Given records —
-.-.-
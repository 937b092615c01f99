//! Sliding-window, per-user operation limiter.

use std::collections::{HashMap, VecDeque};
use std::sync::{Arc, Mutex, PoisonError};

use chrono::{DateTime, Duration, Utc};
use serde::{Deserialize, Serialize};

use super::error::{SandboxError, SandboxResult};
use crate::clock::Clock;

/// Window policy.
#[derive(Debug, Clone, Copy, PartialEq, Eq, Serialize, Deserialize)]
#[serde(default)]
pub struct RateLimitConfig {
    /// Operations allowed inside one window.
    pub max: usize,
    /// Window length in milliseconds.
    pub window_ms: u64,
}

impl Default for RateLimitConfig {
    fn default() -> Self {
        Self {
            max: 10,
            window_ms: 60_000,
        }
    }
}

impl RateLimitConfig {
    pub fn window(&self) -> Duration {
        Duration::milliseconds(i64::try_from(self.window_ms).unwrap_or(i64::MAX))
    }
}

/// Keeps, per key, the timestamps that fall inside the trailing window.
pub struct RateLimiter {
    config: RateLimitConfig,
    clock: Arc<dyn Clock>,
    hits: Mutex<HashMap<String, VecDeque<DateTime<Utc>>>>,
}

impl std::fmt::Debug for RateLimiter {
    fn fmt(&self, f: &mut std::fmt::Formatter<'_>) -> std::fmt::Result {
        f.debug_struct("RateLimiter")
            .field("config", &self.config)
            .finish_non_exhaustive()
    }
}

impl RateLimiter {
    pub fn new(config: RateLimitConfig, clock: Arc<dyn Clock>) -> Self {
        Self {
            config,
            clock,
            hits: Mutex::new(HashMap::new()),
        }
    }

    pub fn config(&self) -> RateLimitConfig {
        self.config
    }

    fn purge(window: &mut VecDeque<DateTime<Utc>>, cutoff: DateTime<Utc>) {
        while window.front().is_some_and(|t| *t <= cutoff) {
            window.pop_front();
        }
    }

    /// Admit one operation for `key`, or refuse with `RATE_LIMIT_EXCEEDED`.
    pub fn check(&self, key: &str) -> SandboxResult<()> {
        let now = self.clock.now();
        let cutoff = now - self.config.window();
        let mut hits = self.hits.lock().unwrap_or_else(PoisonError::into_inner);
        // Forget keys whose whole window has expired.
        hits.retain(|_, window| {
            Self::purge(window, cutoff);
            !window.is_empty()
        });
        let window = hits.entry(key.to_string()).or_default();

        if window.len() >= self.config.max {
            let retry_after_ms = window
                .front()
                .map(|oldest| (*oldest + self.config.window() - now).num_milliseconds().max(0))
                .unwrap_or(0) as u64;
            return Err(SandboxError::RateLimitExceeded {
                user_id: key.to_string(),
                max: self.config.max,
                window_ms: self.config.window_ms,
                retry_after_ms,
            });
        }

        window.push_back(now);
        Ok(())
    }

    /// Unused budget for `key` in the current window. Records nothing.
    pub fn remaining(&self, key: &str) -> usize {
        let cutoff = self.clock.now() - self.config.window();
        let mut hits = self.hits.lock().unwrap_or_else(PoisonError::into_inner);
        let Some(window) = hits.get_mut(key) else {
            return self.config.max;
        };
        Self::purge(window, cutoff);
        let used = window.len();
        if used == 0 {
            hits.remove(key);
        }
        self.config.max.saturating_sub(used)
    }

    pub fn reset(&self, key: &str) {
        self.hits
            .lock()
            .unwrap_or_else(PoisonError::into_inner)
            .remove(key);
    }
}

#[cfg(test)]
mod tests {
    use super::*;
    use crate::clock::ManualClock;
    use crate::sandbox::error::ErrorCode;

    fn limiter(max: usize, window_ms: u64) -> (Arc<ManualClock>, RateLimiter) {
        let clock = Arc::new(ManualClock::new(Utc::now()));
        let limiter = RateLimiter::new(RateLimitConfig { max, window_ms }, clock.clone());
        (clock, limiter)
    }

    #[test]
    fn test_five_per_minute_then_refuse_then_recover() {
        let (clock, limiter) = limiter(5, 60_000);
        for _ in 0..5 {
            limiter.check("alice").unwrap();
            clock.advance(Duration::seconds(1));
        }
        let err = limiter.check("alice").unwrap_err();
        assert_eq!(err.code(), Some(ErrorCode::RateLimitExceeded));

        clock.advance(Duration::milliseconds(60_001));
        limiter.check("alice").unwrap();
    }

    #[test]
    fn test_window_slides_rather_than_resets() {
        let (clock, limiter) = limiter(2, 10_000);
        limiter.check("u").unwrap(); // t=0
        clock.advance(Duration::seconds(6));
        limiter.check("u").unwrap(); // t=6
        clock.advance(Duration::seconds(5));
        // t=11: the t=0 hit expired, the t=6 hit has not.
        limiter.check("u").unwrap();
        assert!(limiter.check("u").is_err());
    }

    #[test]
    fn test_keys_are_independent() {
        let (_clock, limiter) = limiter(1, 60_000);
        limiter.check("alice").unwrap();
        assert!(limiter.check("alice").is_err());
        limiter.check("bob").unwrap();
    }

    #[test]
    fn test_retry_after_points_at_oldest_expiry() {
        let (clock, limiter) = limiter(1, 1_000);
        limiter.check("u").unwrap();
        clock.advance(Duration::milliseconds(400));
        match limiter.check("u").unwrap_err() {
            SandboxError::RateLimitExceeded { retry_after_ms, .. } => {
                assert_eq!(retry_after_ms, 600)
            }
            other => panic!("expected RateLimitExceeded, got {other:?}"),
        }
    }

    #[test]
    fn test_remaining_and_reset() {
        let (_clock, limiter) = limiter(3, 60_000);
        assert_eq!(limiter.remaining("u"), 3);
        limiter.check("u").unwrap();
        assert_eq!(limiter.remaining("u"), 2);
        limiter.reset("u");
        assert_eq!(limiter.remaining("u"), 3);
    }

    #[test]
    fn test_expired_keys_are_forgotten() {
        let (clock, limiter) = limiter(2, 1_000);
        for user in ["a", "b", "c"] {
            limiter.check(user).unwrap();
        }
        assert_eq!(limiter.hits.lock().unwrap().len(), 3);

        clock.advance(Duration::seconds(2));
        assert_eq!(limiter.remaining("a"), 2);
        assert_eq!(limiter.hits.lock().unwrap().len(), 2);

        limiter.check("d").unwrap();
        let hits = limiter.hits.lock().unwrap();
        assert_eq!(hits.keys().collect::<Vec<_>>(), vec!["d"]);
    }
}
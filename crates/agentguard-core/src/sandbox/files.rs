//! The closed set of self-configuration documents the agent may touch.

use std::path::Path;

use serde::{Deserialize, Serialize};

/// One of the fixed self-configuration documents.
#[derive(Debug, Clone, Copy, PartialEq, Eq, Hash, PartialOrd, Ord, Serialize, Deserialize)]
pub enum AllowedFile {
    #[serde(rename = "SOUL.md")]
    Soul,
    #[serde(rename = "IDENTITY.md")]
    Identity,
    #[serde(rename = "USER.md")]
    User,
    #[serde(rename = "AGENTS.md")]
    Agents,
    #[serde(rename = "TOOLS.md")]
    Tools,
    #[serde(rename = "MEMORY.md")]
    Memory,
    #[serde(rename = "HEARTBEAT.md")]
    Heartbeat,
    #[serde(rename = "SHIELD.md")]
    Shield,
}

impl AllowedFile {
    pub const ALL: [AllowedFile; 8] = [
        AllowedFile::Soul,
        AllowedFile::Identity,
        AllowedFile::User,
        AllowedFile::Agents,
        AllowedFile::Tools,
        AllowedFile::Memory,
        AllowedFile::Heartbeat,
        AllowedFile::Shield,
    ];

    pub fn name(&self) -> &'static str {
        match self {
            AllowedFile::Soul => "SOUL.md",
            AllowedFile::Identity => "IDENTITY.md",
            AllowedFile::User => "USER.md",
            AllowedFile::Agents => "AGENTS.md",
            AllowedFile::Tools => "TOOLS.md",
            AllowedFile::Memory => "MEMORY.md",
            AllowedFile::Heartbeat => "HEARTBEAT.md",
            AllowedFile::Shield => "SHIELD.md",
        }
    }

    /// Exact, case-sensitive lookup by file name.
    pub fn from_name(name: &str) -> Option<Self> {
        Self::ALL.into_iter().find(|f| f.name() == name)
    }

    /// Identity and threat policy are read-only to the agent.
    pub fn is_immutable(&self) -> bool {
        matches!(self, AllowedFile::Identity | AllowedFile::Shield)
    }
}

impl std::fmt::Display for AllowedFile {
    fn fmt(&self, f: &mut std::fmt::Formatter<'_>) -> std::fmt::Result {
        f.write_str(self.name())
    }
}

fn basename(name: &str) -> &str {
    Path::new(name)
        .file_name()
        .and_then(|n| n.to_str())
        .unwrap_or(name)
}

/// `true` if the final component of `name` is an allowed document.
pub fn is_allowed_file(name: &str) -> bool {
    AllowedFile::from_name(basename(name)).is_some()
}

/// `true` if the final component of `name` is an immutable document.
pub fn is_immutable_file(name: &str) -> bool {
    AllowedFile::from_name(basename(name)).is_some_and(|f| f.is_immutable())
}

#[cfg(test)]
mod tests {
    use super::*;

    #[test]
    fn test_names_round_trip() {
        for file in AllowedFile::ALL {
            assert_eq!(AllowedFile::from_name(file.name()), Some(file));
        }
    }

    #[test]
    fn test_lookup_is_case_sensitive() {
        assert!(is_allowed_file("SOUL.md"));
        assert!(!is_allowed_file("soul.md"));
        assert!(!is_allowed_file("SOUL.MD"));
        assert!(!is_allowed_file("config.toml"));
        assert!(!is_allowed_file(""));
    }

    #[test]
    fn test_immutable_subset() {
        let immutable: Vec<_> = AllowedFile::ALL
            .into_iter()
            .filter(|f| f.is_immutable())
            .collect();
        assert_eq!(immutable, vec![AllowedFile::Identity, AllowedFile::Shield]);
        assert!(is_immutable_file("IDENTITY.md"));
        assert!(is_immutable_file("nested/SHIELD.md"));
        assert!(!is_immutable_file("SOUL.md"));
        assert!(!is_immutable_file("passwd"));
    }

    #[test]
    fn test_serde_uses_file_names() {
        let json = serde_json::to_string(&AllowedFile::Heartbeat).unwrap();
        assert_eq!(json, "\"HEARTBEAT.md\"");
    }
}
-.-.-
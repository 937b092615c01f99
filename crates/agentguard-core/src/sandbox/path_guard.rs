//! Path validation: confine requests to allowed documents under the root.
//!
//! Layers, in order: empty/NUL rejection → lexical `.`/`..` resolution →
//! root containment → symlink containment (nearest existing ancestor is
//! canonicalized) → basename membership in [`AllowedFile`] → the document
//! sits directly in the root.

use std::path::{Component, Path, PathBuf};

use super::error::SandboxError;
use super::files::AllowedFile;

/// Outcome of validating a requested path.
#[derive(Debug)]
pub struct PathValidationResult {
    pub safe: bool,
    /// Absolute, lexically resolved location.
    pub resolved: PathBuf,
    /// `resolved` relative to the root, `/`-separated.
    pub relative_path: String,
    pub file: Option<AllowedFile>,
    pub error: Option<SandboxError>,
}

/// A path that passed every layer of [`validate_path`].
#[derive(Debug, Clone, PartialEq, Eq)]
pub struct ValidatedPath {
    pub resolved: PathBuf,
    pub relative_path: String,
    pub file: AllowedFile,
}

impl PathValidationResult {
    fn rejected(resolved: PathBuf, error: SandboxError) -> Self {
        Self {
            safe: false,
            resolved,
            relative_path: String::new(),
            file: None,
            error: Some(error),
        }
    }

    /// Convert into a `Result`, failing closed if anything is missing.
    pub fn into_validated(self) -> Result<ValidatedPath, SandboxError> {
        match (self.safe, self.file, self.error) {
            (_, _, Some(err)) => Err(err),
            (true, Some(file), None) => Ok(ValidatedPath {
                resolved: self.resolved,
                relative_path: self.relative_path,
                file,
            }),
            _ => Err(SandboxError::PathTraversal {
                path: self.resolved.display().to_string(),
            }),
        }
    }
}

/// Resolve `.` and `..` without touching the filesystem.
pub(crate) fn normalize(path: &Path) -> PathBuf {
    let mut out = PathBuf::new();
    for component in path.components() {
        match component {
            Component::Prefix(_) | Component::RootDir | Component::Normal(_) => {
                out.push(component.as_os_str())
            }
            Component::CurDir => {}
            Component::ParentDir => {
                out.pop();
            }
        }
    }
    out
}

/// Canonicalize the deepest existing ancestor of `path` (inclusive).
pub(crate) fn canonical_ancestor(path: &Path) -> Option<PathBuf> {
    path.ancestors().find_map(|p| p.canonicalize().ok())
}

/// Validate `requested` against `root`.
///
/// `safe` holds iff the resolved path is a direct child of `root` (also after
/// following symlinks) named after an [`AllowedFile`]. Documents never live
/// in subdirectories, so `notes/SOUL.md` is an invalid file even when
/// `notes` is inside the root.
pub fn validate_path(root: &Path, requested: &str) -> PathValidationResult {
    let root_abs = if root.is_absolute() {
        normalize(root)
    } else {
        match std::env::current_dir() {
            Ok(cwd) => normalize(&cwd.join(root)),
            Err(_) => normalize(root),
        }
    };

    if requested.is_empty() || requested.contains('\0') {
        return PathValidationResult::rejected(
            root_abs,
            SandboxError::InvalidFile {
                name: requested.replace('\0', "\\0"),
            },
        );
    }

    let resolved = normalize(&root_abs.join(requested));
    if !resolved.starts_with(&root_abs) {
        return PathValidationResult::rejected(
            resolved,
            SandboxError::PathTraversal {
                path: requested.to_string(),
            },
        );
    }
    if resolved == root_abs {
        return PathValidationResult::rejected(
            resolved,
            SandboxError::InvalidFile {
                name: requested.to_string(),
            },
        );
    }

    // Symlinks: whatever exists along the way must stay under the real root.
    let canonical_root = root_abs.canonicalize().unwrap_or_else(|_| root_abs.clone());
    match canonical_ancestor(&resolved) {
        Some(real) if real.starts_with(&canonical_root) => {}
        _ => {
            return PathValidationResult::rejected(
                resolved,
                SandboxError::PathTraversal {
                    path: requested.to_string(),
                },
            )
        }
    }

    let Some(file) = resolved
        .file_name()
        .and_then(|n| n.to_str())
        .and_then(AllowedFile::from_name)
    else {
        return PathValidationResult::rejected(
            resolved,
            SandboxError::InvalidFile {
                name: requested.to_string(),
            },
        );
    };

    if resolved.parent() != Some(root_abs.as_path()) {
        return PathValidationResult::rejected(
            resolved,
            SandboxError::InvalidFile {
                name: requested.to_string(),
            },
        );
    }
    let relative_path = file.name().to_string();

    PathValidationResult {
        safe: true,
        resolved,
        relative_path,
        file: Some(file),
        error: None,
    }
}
-.-.-
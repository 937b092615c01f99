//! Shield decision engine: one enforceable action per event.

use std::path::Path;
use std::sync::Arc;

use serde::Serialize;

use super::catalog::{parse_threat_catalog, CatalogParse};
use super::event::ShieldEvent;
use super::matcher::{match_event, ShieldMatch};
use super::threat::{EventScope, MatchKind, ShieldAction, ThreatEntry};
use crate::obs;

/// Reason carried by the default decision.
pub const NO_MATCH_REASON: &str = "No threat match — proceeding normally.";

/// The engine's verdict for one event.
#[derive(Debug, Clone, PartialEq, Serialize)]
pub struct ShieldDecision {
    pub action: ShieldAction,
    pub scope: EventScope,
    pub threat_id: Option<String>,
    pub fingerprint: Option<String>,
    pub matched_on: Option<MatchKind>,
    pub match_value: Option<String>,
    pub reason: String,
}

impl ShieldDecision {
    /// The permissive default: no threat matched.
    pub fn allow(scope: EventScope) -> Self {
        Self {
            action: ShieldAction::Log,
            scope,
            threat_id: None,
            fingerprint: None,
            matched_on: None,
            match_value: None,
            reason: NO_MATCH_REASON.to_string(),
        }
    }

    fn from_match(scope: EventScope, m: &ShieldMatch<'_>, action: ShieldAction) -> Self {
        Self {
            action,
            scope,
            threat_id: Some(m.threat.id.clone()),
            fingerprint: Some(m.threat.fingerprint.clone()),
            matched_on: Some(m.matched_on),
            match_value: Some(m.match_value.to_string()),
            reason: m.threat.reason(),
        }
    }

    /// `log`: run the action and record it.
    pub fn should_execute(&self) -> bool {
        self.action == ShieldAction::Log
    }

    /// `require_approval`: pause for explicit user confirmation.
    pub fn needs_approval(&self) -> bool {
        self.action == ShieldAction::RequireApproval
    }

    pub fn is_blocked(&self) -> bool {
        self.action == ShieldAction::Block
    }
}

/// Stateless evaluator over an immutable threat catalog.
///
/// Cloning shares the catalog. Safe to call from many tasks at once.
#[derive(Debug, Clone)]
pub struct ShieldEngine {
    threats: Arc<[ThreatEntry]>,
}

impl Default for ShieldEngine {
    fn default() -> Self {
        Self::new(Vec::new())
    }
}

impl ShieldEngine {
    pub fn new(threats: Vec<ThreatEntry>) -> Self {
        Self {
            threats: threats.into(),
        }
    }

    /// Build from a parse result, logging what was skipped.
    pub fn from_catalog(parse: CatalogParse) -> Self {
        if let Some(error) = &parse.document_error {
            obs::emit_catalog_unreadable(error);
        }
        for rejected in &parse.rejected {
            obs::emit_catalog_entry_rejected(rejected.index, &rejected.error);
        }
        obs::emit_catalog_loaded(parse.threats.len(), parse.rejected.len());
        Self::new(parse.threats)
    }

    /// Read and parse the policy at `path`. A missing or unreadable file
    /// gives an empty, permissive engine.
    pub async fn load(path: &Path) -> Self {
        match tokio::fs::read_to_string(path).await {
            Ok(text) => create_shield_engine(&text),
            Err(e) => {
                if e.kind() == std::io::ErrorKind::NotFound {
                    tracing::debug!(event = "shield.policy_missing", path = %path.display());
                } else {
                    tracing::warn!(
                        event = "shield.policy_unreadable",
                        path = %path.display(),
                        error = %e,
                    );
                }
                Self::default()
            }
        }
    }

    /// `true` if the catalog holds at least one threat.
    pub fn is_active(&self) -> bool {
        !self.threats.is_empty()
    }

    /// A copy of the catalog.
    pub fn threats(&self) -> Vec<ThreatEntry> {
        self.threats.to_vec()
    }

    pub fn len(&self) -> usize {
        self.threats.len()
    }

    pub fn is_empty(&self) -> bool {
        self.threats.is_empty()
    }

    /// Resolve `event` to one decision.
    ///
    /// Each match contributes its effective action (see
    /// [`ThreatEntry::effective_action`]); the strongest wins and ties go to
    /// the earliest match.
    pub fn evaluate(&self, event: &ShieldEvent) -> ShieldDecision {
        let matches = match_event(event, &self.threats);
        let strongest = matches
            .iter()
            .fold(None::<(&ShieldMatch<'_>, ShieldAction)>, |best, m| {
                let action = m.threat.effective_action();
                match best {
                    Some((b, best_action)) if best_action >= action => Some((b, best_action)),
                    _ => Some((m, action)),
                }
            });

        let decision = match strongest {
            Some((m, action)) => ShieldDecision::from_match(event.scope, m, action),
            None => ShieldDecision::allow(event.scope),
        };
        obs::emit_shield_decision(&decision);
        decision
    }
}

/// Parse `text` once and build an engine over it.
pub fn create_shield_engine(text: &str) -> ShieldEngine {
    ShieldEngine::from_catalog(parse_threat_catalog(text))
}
-.-.-
Work instruction — Find all lines holding the word "const" in the records above and copy them.

Answer for the task —
    pub const ALL: [AllowedFile; 8] = [
pub const NO_MATCH_REASON: &str = "No threat match — proceeding normally.";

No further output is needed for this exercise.